The Respondent contends that the applicable penalty is an exercise of discretion by an employer and it can only be interfered with on appeal if there is a misdirection. The Respondent has cited **ZB Bank v Manyarara SC 7/12** in support of this position. The Respondent further submits, in casu, the appellant went against a direct prohibition of the employer and in so doing, ended up bringing his personal issues to the workplace. He sought to collect his debts and used Managers as collecting agents. Dismissal penalty was therefore clearly warranted in the circumstances.

**EVALUATION**

On the first ground of Appeal, it is an established position at law that where an offence is not proved, the employee is entitled to an acquittal.

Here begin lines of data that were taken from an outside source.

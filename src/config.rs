//! Configuration System
//!
//! Handles loading configuration from files and environment variables.
//! Supports TOML config files and environment variable overrides.

use serde::Deserialize;
use std::path::{Path, PathBuf};

use crate::store::StoreConfig;

/// Main configuration structure
#[derive(Debug, Clone, Default, Deserialize)]
pub struct Config {
    #[serde(default)]
    pub storage: StorageConfig,

    #[serde(default)]
    pub api: ApiConfig,

    #[serde(default)]
    pub logging: LoggingConfig,
}

/// Record store configuration
#[derive(Debug, Clone, Deserialize)]
pub struct StorageConfig {
    #[serde(default = "default_data_dir")]
    pub data_dir: String,
}

fn default_data_dir() -> String {
    dirs::data_local_dir()
        .map(|p| p.join("prospect").to_string_lossy().to_string())
        .unwrap_or_else(|| "./prospect_data".to_string())
}

impl Default for StorageConfig {
    fn default() -> Self {
        Self {
            data_dir: default_data_dir(),
        }
    }
}

impl StorageConfig {
    pub fn store_config(&self) -> StoreConfig {
        StoreConfig::new(&self.data_dir)
    }
}

/// API server configuration
#[derive(Debug, Clone, Deserialize)]
pub struct ApiConfig {
    #[serde(default = "default_host")]
    pub host: String,

    #[serde(default = "default_port")]
    pub port: u16,

    /// Allowed CORS origins; empty means any origin
    #[serde(default)]
    pub cors_origins: Vec<String>,

    /// Maximum request body size in bytes (CSV imports)
    #[serde(default = "default_max_body_size")]
    pub max_body_size: usize,
}

fn default_host() -> String {
    "0.0.0.0".to_string()
}

fn default_port() -> u16 {
    8090
}

fn default_max_body_size() -> usize {
    10 * 1024 * 1024 // 10MB
}

impl Default for ApiConfig {
    fn default() -> Self {
        Self {
            host: default_host(),
            port: default_port(),
            cors_origins: Vec::new(),
            max_body_size: default_max_body_size(),
        }
    }
}

impl ApiConfig {
    /// Create config with custom host and port
    pub fn new(host: impl Into<String>, port: u16) -> Self {
        Self {
            host: host.into(),
            port,
            ..Default::default()
        }
    }

    /// Get the socket address string
    pub fn addr(&self) -> String {
        format!("{}:{}", self.host, self.port)
    }
}

/// Logging configuration
#[derive(Debug, Clone, Deserialize)]
pub struct LoggingConfig {
    #[serde(default = "default_log_level")]
    pub level: String,

    /// `pretty` or `json`
    #[serde(default = "default_log_format")]
    pub format: String,
}

fn default_log_level() -> String {
    "info".to_string()
}

fn default_log_format() -> String {
    "pretty".to_string()
}

impl Default for LoggingConfig {
    fn default() -> Self {
        Self {
            level: default_log_level(),
            format: default_log_format(),
        }
    }
}

impl LoggingConfig {
    pub fn is_json(&self) -> bool {
        self.format.eq_ignore_ascii_case("json")
    }
}

impl Config {
    /// Load configuration from a file
    pub fn load(path: &Path) -> Result<Self, ConfigError> {
        let content = std::fs::read_to_string(path).map_err(|e| ConfigError::Io {
            path: path.to_path_buf(),
            error: e.to_string(),
        })?;

        Self::parse(&content).map_err(|error| ConfigError::Parse {
            path: path.to_path_buf(),
            error,
        })
    }

    fn parse(content: &str) -> Result<Self, String> {
        toml::from_str(content).map_err(|e| e.to_string())
    }

    /// Load configuration from environment variables only
    pub fn from_env() -> Self {
        let mut config = Config::default();
        config.apply_env_overrides();
        config
    }

    /// Load configuration with environment variable overrides
    pub fn load_with_env(path: &Path) -> Result<Self, ConfigError> {
        let mut config = Self::load(path)?;
        config.apply_env_overrides();
        Ok(config)
    }

    /// Load from default locations or environment
    pub fn load_default() -> Self {
        let config_paths = [
            dirs::config_dir().map(|p| p.join("prospect").join("config.toml")),
            Some(PathBuf::from("/etc/prospect/config.toml")),
            Some(PathBuf::from("./config.toml")),
        ];

        for path in config_paths.iter().flatten() {
            if path.exists() {
                match Self::load_with_env(path) {
                    Ok(config) => {
                        tracing::info!("Loaded config from {:?}", path);
                        return config;
                    }
                    Err(e) => {
                        tracing::warn!("Failed to load config from {:?}: {}", path, e);
                    }
                }
            }
        }

        tracing::info!("Using default config with environment overrides");
        Self::from_env()
    }

    /// Apply environment variable overrides to an existing config
    fn apply_env_overrides(&mut self) {
        self.apply_overrides(|key| std::env::var(key).ok());
    }

    fn apply_overrides(&mut self, var: impl Fn(&str) -> Option<String>) {
        if let Some(data_dir) = var("PROSPECT_DATA_DIR") {
            self.storage.data_dir = data_dir;
        }

        if let Some(host) = var("PROSPECT_API_HOST") {
            self.api.host = host;
        }
        if let Some(port) = var("PROSPECT_API_PORT") {
            match port.parse() {
                Ok(p) => self.api.port = p,
                Err(_) => tracing::warn!("Ignoring invalid PROSPECT_API_PORT '{}'", port),
            }
        }

        if let Some(level) = var("PROSPECT_LOG_LEVEL") {
            self.logging.level = level;
        }
        if let Some(format) = var("PROSPECT_LOG_FORMAT") {
            self.logging.format = format;
        }
    }
}

/// Configuration errors
#[derive(Debug, thiserror::Error)]
pub enum ConfigError {
    #[error("Failed to read config file {path:?}: {error}")]
    Io { path: PathBuf, error: String },

    #[error("Failed to parse config file {path:?}: {error}")]
    Parse { path: PathBuf, error: String },
}

/// Generate a default config file content
pub fn generate_default_config() -> String {
    r#"# Prospect Configuration
#
# Environment variables override these settings:
# - PROSPECT_DATA_DIR
# - PROSPECT_API_HOST
# - PROSPECT_API_PORT
# - PROSPECT_LOG_LEVEL
# - PROSPECT_LOG_FORMAT

[storage]
# Directory holding contacts.json and reports.json
data_dir = "~/.local/share/prospect"

[api]
# API server host
host = "0.0.0.0"

# API server port
port = 8090

# Allowed CORS origins (empty allows any origin)
cors_origins = []

# Maximum request body size in bytes
max_body_size = 10485760

[logging]
# Log level: trace, debug, info, warn, error
level = "info"

# Log format: pretty (for development) or json (for production)
format = "pretty"
"#
    .to_string()
}

#[cfg(test)]
mod tests {
    use super::*;
    use std::collections::HashMap;
    use tempfile::tempdir;

    #[test]
    fn test_default_config_parses() {
        let config = Config::parse(&generate_default_config()).unwrap();
        assert_eq!(config.api.port, 8090);
        assert_eq!(config.api.max_body_size, 10 * 1024 * 1024);
        assert_eq!(config.logging.level, "info");
        assert!(!config.logging.is_json());
    }

    #[test]
    fn test_partial_file_uses_defaults() {
        let config = Config::parse("[api]\nport = 9000\n").unwrap();
        assert_eq!(config.api.port, 9000);
        assert_eq!(config.api.host, "0.0.0.0");
        assert_eq!(config.logging.format, "pretty");
    }

    #[test]
    fn test_load_reports_path() {
        let dir = tempdir().unwrap();
        let path = dir.path().join("config.toml");
        std::fs::write(&path, "[api\nport = ").unwrap();

        let err = Config::load(&path).unwrap_err();
        assert!(matches!(err, ConfigError::Parse { .. }));

        let err = Config::load(&dir.path().join("missing.toml")).unwrap_err();
        assert!(matches!(err, ConfigError::Io { .. }));
    }

    #[test]
    fn test_overrides() {
        let vars: HashMap<&str, &str> = [
            ("PROSPECT_DATA_DIR", "/tmp/prospect"),
            ("PROSPECT_API_PORT", "not-a-port"),
            ("PROSPECT_LOG_FORMAT", "json"),
        ]
        .into_iter()
        .collect();

        let mut config = Config::default();
        config.apply_overrides(|key| vars.get(key).map(|v| v.to_string()));

        assert_eq!(config.storage.data_dir, "/tmp/prospect");
        assert_eq!(config.api.port, 8090);
        assert!(config.logging.is_json());
        assert_eq!(config.storage.store_config().contacts_path(), PathBuf::from("/tmp/prospect/contacts.json"));
    }
}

This was established in the case of **CABS v Rugwete, 2009 (2) ZLR 26 (S) at 300-31G.** Professor Madhuku in his book, **Labour Law in Zimbabwe** at page 178 states as follows;

“In determining whether or not an employee is guilty of the offence charged, the disciplinary committee must rely on facts. To convict, the proven facts must disclose the offence with which the employee has been charged.”

The Respondent charged and found the Appellant guilty of breaching **Category 3.3 Breaches relating to Indiscipline or Disorderly Behaviour, and in particular; Misconduct 3.3.1 (c) Noncompliance with established procedures/standing instructions:** failure to follow established procedures or failure to handle complaints or grievances in the prescribed manner. The Respondent did not in the hearing prove or establish how the Appellant breached this clause of the Code of Conduct. The Disciplinary therefore erred in finding the Appellant guilty of this charge. The Appeals Committee also erred in upholding a baseless conviction. The Respondent in its heads did not respond to the claim that the alleged breach was unfounded and the Appeals Committee had erred in upholding the conviction on this charge. Counsel for
 Respondent in oral submissions, however, conceded that there had been no evidence led to support the charge. The first ground of appeal is clearly merited and is accordingly upheld.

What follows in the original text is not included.